* **Aim of the task**
Below are the records. Reproduce the line that contains "for p in positions" and every line after it to the end, exactly and alone.

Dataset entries

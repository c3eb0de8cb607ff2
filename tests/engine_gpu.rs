//! End-to-end checks of the particle engine on a real device.
//!
//! Each test returns early when the machine has no usable adapter, so the
//! suite still passes on headless CI.

use fieldflow::gpu::{EngineConfig, ParticleEngine};
use fieldflow::{EngineError, GpuError, VectorField, Vec2};

const TEST_PARTICLES: u32 = 1_000;

fn engine(field: VectorField) -> Option<ParticleEngine> {
    let config = EngineConfig::new()
        .with_particle_count(TEST_PARTICLES)
        .with_software_adapter(true);

    match ParticleEngine::new(&field, &config) {
        Ok(engine) => Some(engine),
        Err(EngineError::Gpu(GpuError::NoAdapter)) => {
            eprintln!("no GPU adapter, skipping");
            None
        }
        Err(e) => panic!("engine setup failed: {e}"),
    }
}

#[test]
fn test_initial_state() {
    let Some(engine) = engine(VectorField::rotation()) else {
        return;
    };

    assert_eq!(engine.particle_count(), TEST_PARTICLES);
    assert_eq!(engine.random_numbers().len(), TEST_PARTICLES as usize);
    assert!(engine
        .random_numbers()
        .iter()
        .all(|&v| (0.0..1.0).contains(&v)));

    let flags = engine.read_random_number_flags().unwrap();
    assert!(flags.iter().all(|&f| f == 0));
}

#[test]
fn test_update_clears_flags_and_refreshes_consumed_values() {
    // Under a zero field particles only move when they are reseeded.
    let Some(mut engine) = engine(VectorField::zero()) else {
        return;
    };
    let before = engine.random_numbers().to_vec();

    // The first update relocates every particle into the viewport.
    let reseeded = engine.update(TEST_PARTICLES, Vec2::new(500.0, 500.0), 10).unwrap();
    assert_eq!(reseeded, TEST_PARTICLES as usize);

    let after = engine.random_numbers();
    assert!(before.iter().zip(after).all(|(old, new)| old != new));
    assert!(engine.read_random_number_flags().unwrap().iter().all(|&f| f == 0));

    // Reseeded particles now sit inside that viewport and a zero field keeps
    // them there.
    assert_eq!(engine.update(TEST_PARTICLES, Vec2::new(500.0, 500.0), 10).unwrap(), 0);
}

#[test]
fn test_first_update_scatters_every_particle() {
    let Some(mut engine) = engine(VectorField::rotation()) else {
        return;
    };

    assert_eq!(engine.update(TEST_PARTICLES, Vec2::ZERO, 10).unwrap(), TEST_PARTICLES as usize);

    let positions = engine.read_graphical_positions().unwrap();
    assert!(distinct_positions(&positions) > TEST_PARTICLES as usize * 9 / 10);
    assert!(positions.iter().any(|p| p.x < 200.0));
    assert!(positions.iter().any(|p| p.x > 600.0));
}

#[test]
fn test_particles_flow_and_stay_on_screen() {
    let Some(mut engine) = engine(VectorField::rotation()) else {
        return;
    };

    engine.update(TEST_PARTICLES, Vec2::ZERO, 10).unwrap();
    let scattered = engine.read_graphical_positions().unwrap();

    let mut reseeded = 0;
    for _ in 0..200 {
        reseeded += engine.update(TEST_PARTICLES, Vec2::ZERO, 10).unwrap();
    }

    let positions = engine.read_graphical_positions().unwrap();
    assert_eq!(positions.len(), TEST_PARTICLES as usize);
    assert!(reseeded > 0, "no particle ever left the viewport");
    assert!(distinct_positions(&positions) > TEST_PARTICLES as usize / 2);
    assert!(
        positions.iter().zip(&scattered).filter(|(a, b)| a != b).count()
            > TEST_PARTICLES as usize / 2
    );
    for p in positions {
        assert!((0.0..=800.0).contains(&p.x), "{p}");
        assert!((0.0..=800.0).contains(&p.y), "{p}");
    }
}

fn distinct_positions(positions: &[Vec2]) -> usize {
    let mut keys: Vec<(u32, u32)> = positions
        .iter()
        .map(|p| (p.x.to_bits(), p.y.to_bits()))
        .collect();
    keys.sort_unstable();
    keys.dedup();
    keys.len()
}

* **Answer for this exercise**
    for p in positions {
        assert!((0.0..=800.0).contains(&p.x), "{p}");
        assert!((0.0..=800.0).contains(&p.y), "{p}");
    }
}

fn distinct_positions(positions: &[Vec2]) -> usize {
    let mut keys: Vec<(u32, u32)> = positions
        .iter()
        .map(|p| (p.x.to_bits(), p.y.to_bits()))
        .collect();
    keys.sort_unstable();
    keys.dedup();
    keys.len()
}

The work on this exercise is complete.